Patlamanın ayrıntıları gelmeye başladı
Ramazan ayından kalma topların bulunduğu bölümde gerçekleşen ilk patlamanın alevlerinin havai fişeklerin olduğu bölüme sıçramasıyla peş peşe patlamalar gerçekleştiği tahmin ediliyor. Sağ kurtulan işçiler, fabrikada son günlerde üretim kapasitesinin üstüne çıkıldığını, makine ve ürünlerde tehlikeli bir ısınma fark ettiklerini ve bunu defalarca yönetime bildirdiklerini açıkladılar.
Patlamaya ilişkin konuşan bir işçi; “Depolara konulan mallardandır, ısındıkları için. İşçide şu an bir hata yoktur. Mallarda ısınmamız vardı, 4 günden beri ben malları dışarı serdim. Söylüyordum içeriye. Malların dışına kağıttan bir jelatin sarılır. O jelatin mallara ısınma yapmış. 4 gündür söylüyordum ve yanımdaki işçileri de uyarıyordum” dedi. 13 yıldır çalışan bir başka işçi ise yine ürünlerdeki ısınmadan bahsederek defalarca yönetimi uyardıklarını ama sonuç elde edemediklerini vurguladı. Sendikaları olmadığına dikkat çeken işçi; “çalışmamız için çok baskı yapıyorlardı. Mal çıkacakmış” şeklinde yönetimin tehlikeye rağmen işçilere uyguladığı baskıyı aktardı.

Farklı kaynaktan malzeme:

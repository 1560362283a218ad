mod host;
mod netlink;
mod service;
mod state;
mod telegram;
mod traits;
mod ui;
mod utils;
mod wireguard;
pub mod workers;

use std::{sync::Arc, time::Duration};

use clap::Parser;
use host::SystemHost;
use service::Wgcfg;
use telegram::{DeliveryError, TelegramDelivery};
use tracing::{info, warn};
use workers::stats::Stats;

#[derive(Debug, Parser)]
struct Config {
    /// Start the server on launch unless it is already running
    #[clap(long)]
    bootstrap: bool,
    /// Seconds between traffic collections, 0 disables the collector
    #[clap(long, env = "STATS_INTERVAL", default_value_t = 60, value_parser)]
    stats_interval: u64,
    #[clap(flatten)]
    service: service::Config,

    #[clap(flatten)]
    api: ui::web::Config,
    #[clap(flatten)]
    bot: ui::telegram::Config,
}

#[tokio::main]
async fn main() -> Result<(), Box<dyn std::error::Error + Send + Sync>> {
    pretty_env_logger::init();

    let config = Config::parse();

    let mut state = state::load(&config.service.state).await?;

    let token = config
        .bot
        .token
        .clone()
        .or_else(|| state.bot_token.clone())
        .ok_or(DeliveryError::MissingToken)?;
    let delivery = Arc::new(TelegramDelivery::new(&token)?);
    if state.bot_token.as_deref() != Some(token.as_str()) {
        state.bot_token = Some(token);
        state::save(&config.service.state, &state).await?;
    }

    let bootstrapped = state.is_bootstrapped();
    let service = Wgcfg::new(
        config.service,
        state,
        Arc::new(SystemHost),
        delivery.clone(),
    );

    service.init().await?;

    if config.bootstrap {
        if bootstrapped {
            let server = service.server_info().await?;
            info!(addr = %server.addr, "server already started, skipping bootstrap");
        } else {
            let server = service.bootstrap().await?;
            info!(addr = %server.addr, pub_key = %server.pub_key, "bootstrap finished");
        }
    }

    if config.stats_interval > 0 {
        let worker = Stats::new(service.clone(), Duration::from_secs(config.stats_interval));
        tokio::spawn(worker.run());
    }

    for f in ui::run(config.bot, config.api, service, &delivery) {
        f.await??;

        warn!("frontend stopped")
    }

    Ok(())
}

Gazetecilerin gerekli denetimlerin yapılıp yapılmadığına ilişkin sorusuna Aile, Çalışma ve Sosyal Hizmetler Bakanı Zehra Selçuk; “senelik rutin denetimlerimiz var” derken fabrikada çalışan işçiler denetimlerin gerektiği gibi yapılmadığını, denetimlerden önce fabrikaya haber verildiğini ve şikâyetlerin örtbas edildiğini aktarıyor.

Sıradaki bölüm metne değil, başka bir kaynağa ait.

//! Scenario runner that replays input against a headless surface.

use std::time::Duration;

use fastscroll_core::{FastScrollConfig, MotionEvent, SurfaceMetrics, Viewport};

use crate::error::Result;
use crate::headless::HeadlessHost;
use crate::report::{ReplayReport, TraceEntry};
use crate::scenario::{Scenario, ScenarioStep, FRAME_MS};
use crate::surface::FastScrollSurface;

/// Samples per fling gesture between down and up
const FLING_SAMPLES: u64 = 4;

/// Final outcome of a scenario run.
#[derive(Debug, Clone)]
pub enum RunOutcome {
    Passed { report: ReplayReport },
    Failed { report: ReplayReport },
}

impl RunOutcome {
    pub fn report(&self) -> &ReplayReport {
        match self {
            RunOutcome::Passed { report } => report,
            RunOutcome::Failed { report } => report,
        }
    }

    pub fn is_failed(&self) -> bool {
        matches!(self, RunOutcome::Failed { .. })
    }
}

/// Execute scenario JSON with the default configuration.
pub fn run_scenario(input: &str) -> Result<RunOutcome> {
    let scenario = Scenario::from_json(input)?;
    Ok(run_loaded_scenario(&scenario, FastScrollConfig::default()))
}

/// Execute a pre-loaded scenario.
pub fn run_loaded_scenario(scenario: &Scenario, config: FastScrollConfig) -> RunOutcome {
    let setup = scenario.viewport;
    let viewport = Viewport::new(setup.width, setup.height, setup.scroll_range)
        .with_scroll_y(setup.scroll_y)
        .with_padding(setup.padding);
    let mut surface: FastScrollSurface<HeadlessHost> =
        FastScrollSurface::new(HeadlessHost::new(viewport), config);

    let mut replay = Replay {
        surface: &mut surface,
        last_x: 0.0,
        last_y: 0.0,
        trace: Vec::with_capacity(scenario.steps.len()),
    };

    for (step_index, step) in scenario.steps.iter().enumerate() {
        if let Err(message) = replay.run_step(step_index, step) {
            tracing::debug!("step {} ({}) failed: {}", step_index, step.name(), message);
            let report = ReplayReport::failed(
                step.name(),
                step_index,
                message,
                std::mem::take(&mut replay.trace),
                replay.surface.now_ms(),
                replay.surface.state(),
                replay.surface.host().scroll_y(),
            );
            return RunOutcome::Failed { report };
        }
    }

    RunOutcome::Passed {
        report: ReplayReport::passed(
            replay.trace,
            surface.now_ms(),
            surface.state(),
            surface.host().scroll_y(),
        ),
    }
}

struct Replay<'a> {
    surface: &'a mut FastScrollSurface<HeadlessHost>,
    last_x: f32,
    last_y: f32,
    trace: Vec<TraceEntry>,
}

impl Replay<'_> {
    /// Run one step; `Err` carries the failed expectation's message
    fn run_step(&mut self, step_index: usize, step: &ScenarioStep) -> std::result::Result<(), String> {
        let mut claimed = None;

        match *step {
            ScenarioStep::Down { x, y, delay_ms } => {
                self.last_x = x;
                self.last_y = y;
                claimed = Some(self.touch(delay_ms, |t| MotionEvent::down(x, y, t)));
            }
            ScenarioStep::Move { x, y, delay_ms } => {
                let x = x.unwrap_or(self.last_x);
                self.last_x = x;
                self.last_y = y;
                claimed = Some(self.touch(delay_ms, |t| MotionEvent::moved(x, y, t)));
            }
            ScenarioStep::Up { x, y, delay_ms } => {
                let x = x.unwrap_or(self.last_x);
                let y = y.unwrap_or(self.last_y);
                claimed = Some(self.touch(delay_ms, |t| MotionEvent::up(x, y, t)));
            }
            ScenarioStep::Cancel { delay_ms } => {
                claimed = Some(self.touch(delay_ms, MotionEvent::cancel));
            }
            ScenarioStep::Fling {
                x,
                from_y,
                to_y,
                duration_ms,
            } => {
                claimed = Some(self.fling(x, from_y, to_y, duration_ms));
            }
            ScenarioStep::Scroll { x, y } => self.surface.scroll_to(x, y),
            ScenarioStep::Resize { width, height } => {
                let host = self.surface.host();
                let (old_width, old_height) = (host.width(), host.height());
                self.surface.host_mut().resize(width, height);
                self.surface.size_changed(old_width, old_height);
            }
            ScenarioStep::Show => self.surface.show(),
            ScenarioStep::Wait { ms } => self.surface.advance(Duration::from_millis(ms)),
            ScenarioStep::ExpectState { state } => {
                let actual = self.surface.state();
                if actual != state {
                    return Err(format!("expected state {state:?}, got {actual:?}"));
                }
            }
            ScenarioStep::ExpectScroll { y, tolerance } => {
                let actual = self.surface.host().scroll_y();
                if (actual - y).abs() > tolerance {
                    return Err(format!("expected scroll_y {y} (+/- {tolerance}), got {actual}"));
                }
            }
            ScenarioStep::ExpectNativeScrollbar { enabled } => {
                let actual = self.surface.host().is_native_scrollbar_enabled();
                if actual != enabled {
                    return Err(format!("expected native scrollbar enabled={enabled}, got {actual}"));
                }
            }
        }

        if !step.is_expectation() {
            self.trace.push(TraceEntry {
                step_index,
                step: step.name().to_string(),
                time_ms: self.surface.now_ms(),
                state: self.surface.state(),
                scroll_y: self.surface.host().scroll_y(),
                claimed,
            });
        }
        Ok(())
    }

    fn touch(&mut self, delay_ms: u64, event: impl FnOnce(u64) -> MotionEvent) -> bool {
        let time = self.surface.now_ms().saturating_add(delay_ms);
        self.surface.dispatch_touch(event(time))
    }

    /// Evenly spaced samples from `from_y` to `to_y`
    fn fling(&mut self, x: f32, from_y: f32, to_y: f32, duration_ms: u64) -> bool {
        self.last_x = x;
        self.last_y = to_y;
        let start = self.surface.now_ms().saturating_add(FRAME_MS);
        let mut claimed = self.surface.dispatch_touch(MotionEvent::down(x, from_y, start));

        for i in 1..FLING_SAMPLES {
            let fraction = i as f32 / FLING_SAMPLES as f32;
            let y = from_y + (to_y - from_y) * fraction;
            let time = start + duration_ms * i / FLING_SAMPLES;
            claimed |= self.surface.dispatch_touch(MotionEvent::moved(x, y, time));
        }

        claimed |= self
            .surface
            .dispatch_touch(MotionEvent::up(x, to_y, start + duration_ms));
        claimed
    }
}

Sermayenin kâr hırsı yüzünden göz göre göre gelen patlamalar, patladıkça isim değiştiren bir fabrika, ölen işçiler ve korunup kollanan patron… Hendek’teki işçi katliamı kapitalist sömürü düzeninin çarpıcı bir özetidir. Çarkları işçilerin kanı, canı pahasına dönen bu düzen mutlaka yıkılmalıdır.